• [WORK TO COMPLETE] Could you return the lines below exactly, from the first line up to and including the line that holds "calibration window width."?

• [GIVEN RECORDS]
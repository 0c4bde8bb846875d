//! Absorption/reference gain ratio estimated from zero-absorption windows.
//!
//! Two strategies share the [`CalibrationStrategy`] interface:
//! [`LinearCalibration`] draws a line in index space through the point ratios
//! at the two calibration centres, [`CubicCalibration`] fits a cubic in
//! wavelength through four window-averaged ratios. [`BaselineCalibrator`]
//! picks one from the calibration window width.

use crate::common::CalibrationWindow;
use crate::domain::{Spectrum, XsecError, XsecResult};
use crate::numerics::special::{DenseRealMatrix, lu_solve};
use crate::numerics::stable_mean;
use tracing::debug;

pub trait CalibrationStrategy {
    fn name(&self) -> &'static str;

    /// Ratio `absorption / reference` on the absorption grid.
    fn ratio(&self, absorption: &Spectrum, reference: &Spectrum) -> XsecResult<Spectrum>;
}

#[derive(Debug, Clone, Copy, PartialEq)]
pub struct LinearCalibration {
    centers_nm: (f64, f64),
}

impl LinearCalibration {
    pub fn new(centers_nm: (f64, f64)) -> Self {
        Self { centers_nm }
    }
}

impl CalibrationStrategy for LinearCalibration {
    fn name(&self) -> &'static str {
        "linear"
    }

    fn ratio(&self, absorption: &Spectrum, reference: &Spectrum) -> XsecResult<Spectrum> {
        require_shared_grid(absorption, reference)?;
        let first = center_index(absorption, self.centers_nm.0)?;
        let second = center_index(absorption, self.centers_nm.1)?;
        let y1 = point_ratio(absorption, reference, first)?;
        let y2 = point_ratio(absorption, reference, second)?;

        if first == second {
            return Ok(absorption.map_values(|_, _| y1));
        }

        let slope = (y2 - y1) / (second as f64 - first as f64);
        let values = (0..absorption.len())
            .map(|index| y1 + (index as f64 - first as f64) * slope)
            .collect();
        Ok(absorption.with_values(values)?)
    }
}

#[derive(Debug, Clone, Copy, PartialEq)]
pub struct CubicCalibration {
    width_nm: f64,
    centers_nm: (f64, f64),
}

impl CubicCalibration {
    pub fn new(width_nm: f64, centers_nm: (f64, f64)) -> Self {
        Self {
            width_nm,
            centers_nm,
        }
    }

    /// `(x, y)` mean wavelength and mean ratio of the first and last fifth
    /// of the `width_px` samples centred on `center`.
    fn window_points(
        &self,
        absorption: &Spectrum,
        reference: &Spectrum,
        center: usize,
        width_px: usize,
    ) -> XsecResult<[(f64, f64); 2]> {
        let start = center.saturating_sub(width_px / 2);
        let end = (center + width_px / 2).min(absorption.len());
        if start >= end {
            return Err(XsecError::configuration(
                "CONFIG.CALIBRATION_WINDOW",
                format!(
                    "calibration window around {:.3} nm is empty (width {} px)",
                    absorption.wavelengths()[center],
                    width_px
                ),
            ));
        }

        let sub_length = ((end - start) / 5).max(1);
        let head = start..start + sub_length;
        let tail = end - sub_length..end;
        Ok([
            averaged_point(absorption, reference, head)?,
            averaged_point(absorption, reference, tail)?,
        ])
    }
}

impl CalibrationStrategy for CubicCalibration {
    fn name(&self) -> &'static str {
        "cubic"
    }

    fn ratio(&self, absorption: &Spectrum, reference: &Spectrum) -> XsecResult<Spectrum> {
        require_shared_grid(absorption, reference)?;
        let spacing = absorption.mean_spacing().ok_or_else(|| {
            XsecError::configuration(
                "CONFIG.CALIBRATION_WINDOW",
                "cubic calibration requires at least two samples",
            )
        })?;
        let width_px = (self.width_nm / spacing).round() as usize;

        let first = center_index(absorption, self.centers_nm.0)?;
        let second = center_index(absorption, self.centers_nm.1)?;
        let [p0, p1] = self.window_points(absorption, reference, first, width_px)?;
        let [p2, p3] = self.window_points(absorption, reference, second, width_px)?;
        let points = [p0, p1, p2, p3];

        for (index, lhs) in points.iter().enumerate() {
            if points[index + 1..].iter().any(|rhs| rhs.0 == lhs.0) {
                return Err(XsecError::configuration(
                    "CONFIG.CALIBRATION_SINGULAR",
                    format!(
                        "calibration points share wavelength {:.6} nm; \
                         widen the windows or separate the centres",
                        lhs.0
                    ),
                ));
            }
        }

        let cubic = CubicThroughPoints::solve(&points)?;
        debug!(
            width_px,
            first_center = first,
            second_center = second,
            "cubic baseline calibrated"
        );
        Ok(absorption.map_values(|wavelength, _| cubic.evaluate(wavelength)))
    }
}

/// Strategy chosen by the calibration window width: `0` is linear.
#[derive(Debug, Clone, Copy, PartialEq)]
pub enum BaselineCalibrator {
    Linear(LinearCalibration),
    Cubic(CubicCalibration),
}

impl BaselineCalibrator {
    /// Centres default to the ends of `domain_nm`.
    pub fn select(window: CalibrationWindow, domain_nm: (f64, f64)) -> Self {
        let centers = window.centers_nm.unwrap_or(domain_nm);
        if window.width_nm == 0.0 {
            Self::Linear(LinearCalibration::new(centers))
        } else {
            Self::Cubic(CubicCalibration::new(window.width_nm, centers))
        }
    }

    fn strategy(&self) -> &dyn CalibrationStrategy {
        match self {
            Self::Linear(strategy) => strategy,
            Self::Cubic(strategy) => strategy,
        }
    }
}

impl CalibrationStrategy for BaselineCalibrator {
    fn name(&self) -> &'static str {
        self.strategy().name()
    }

    fn ratio(&self, absorption: &Spectrum, reference: &Spectrum) -> XsecResult<Spectrum> {
        let ratio = self.strategy().ratio(absorption, reference)?;
        if let Some((index, value)) = ratio.first_non_finite() {
            return Err(XsecError::numerical(
                "NUMERIC.CALIBRATION_RATIO",
                format!(
                    "{} baseline ratio is not finite at {:.3} nm: {}",
                    self.name(),
                    ratio.wavelengths()[index],
                    value
                ),
            ));
        }
        Ok(ratio)
    }
}

/// Cubic `c0 + c1 t + c2 t² + c3 t³` in the centred, scaled coordinate
/// `t = (x - shift) / scale`.
struct CubicThroughPoints {
    coefficients: Vec<f64>,
    shift: f64,
    scale: f64,
}

impl CubicThroughPoints {
    fn solve(points: &[(f64, f64); 4]) -> XsecResult<Self> {
        let shift = points.iter().map(|point| point.0).sum::<f64>() / 4.0;
        let scale = points
            .iter()
            .map(|point| (point.0 - shift).abs())
            .fold(0.0_f64, f64::max)
            .max(f64::MIN_POSITIVE);

        let vandermonde = DenseRealMatrix::from_fn(4, 4, |row, column| {
            ((points[row].0 - shift) / scale).powi(column as i32)
        });
        let rhs: Vec<f64> = points.iter().map(|point| point.1).collect();
        let coefficients = lu_solve(&vandermonde, &rhs).map_err(|error| {
            XsecError::configuration(
                "CONFIG.CALIBRATION_SINGULAR",
                format!("calibration system is singular: {}", error),
            )
        })?;

        Ok(Self {
            coefficients,
            shift,
            scale,
        })
    }

    fn evaluate(&self, x: f64) -> f64 {
        let t = (x - self.shift) / self.scale;
        self.coefficients
            .iter()
            .rev()
            .fold(0.0, |accumulator, coefficient| accumulator * t + coefficient)
    }
}

fn require_shared_grid(absorption: &Spectrum, reference: &Spectrum) -> XsecResult<()> {
    if absorption.is_empty() {
        return Err(XsecError::domain(
            "DOMAIN.CALIBRATION_EMPTY",
            "cannot calibrate an empty absorption curve",
        ));
    }
    if absorption.wavelengths() != reference.wavelengths() {
        return Err(XsecError::domain(
            "DOMAIN.GRID_MISMATCH",
            format!(
                "absorption ({} samples) and reference ({} samples) must share one grid",
                absorption.len(),
                reference.len()
            ),
        ));
    }
    Ok(())
}

fn center_index(spectrum: &Spectrum, wavelength: f64) -> XsecResult<usize> {
    spectrum.nearest_index(wavelength).ok_or_else(|| {
        XsecError::domain(
            "DOMAIN.CALIBRATION_EMPTY",
            "cannot locate a calibration centre on an empty grid",
        )
    })
}

fn point_ratio(absorption: &Spectrum, reference: &Spectrum, index: usize) -> XsecResult<f64> {
    let ratio = absorption.values()[index] / reference.values()[index];
    if !ratio.is_finite() {
        return Err(XsecError::numerical(
            "NUMERIC.CALIBRATION_RATIO",
            format!(
                "point ratio at {:.3} nm is not finite",
                absorption.wavelengths()[index]
            ),
        ));
    }
    Ok(ratio)
}

fn averaged_point(
    absorption: &Spectrum,
    reference: &Spectrum,
    range: std::ops::Range<usize>,
) -> XsecResult<(f64, f64)> {
    let empty = || {
        XsecError::configuration(
            "CONFIG.CALIBRATION_WINDOW",
            "calibration averaging window is empty",
        )
    };
    let x = stable_mean(&absorption.wavelengths()[range.clone()]).ok_or_else(empty)?;
    let numerator = stable_mean(&absorption.values()[range.clone()]).ok_or_else(empty)?;
    let denominator = stable_mean(&reference.values()[range]).ok_or_else(empty)?;
    Ok((x, numerator / denominator))
}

• [EXERCISE SOLUTION]
repository 0c4bde8bb846875d
//! Absorption/reference gain ratio estimated from zero-absorption windows.
//!
//! Two strategies share the [`CalibrationStrategy`] interface:
//! [`LinearCalibration`] draws a line in index space through the point ratios
//! at the two calibration centres, [`CubicCalibration`] fits a cubic in
//! wavelength through four window-averaged ratios. [`BaselineCalibrator`]
//! picks one from the calibration window width.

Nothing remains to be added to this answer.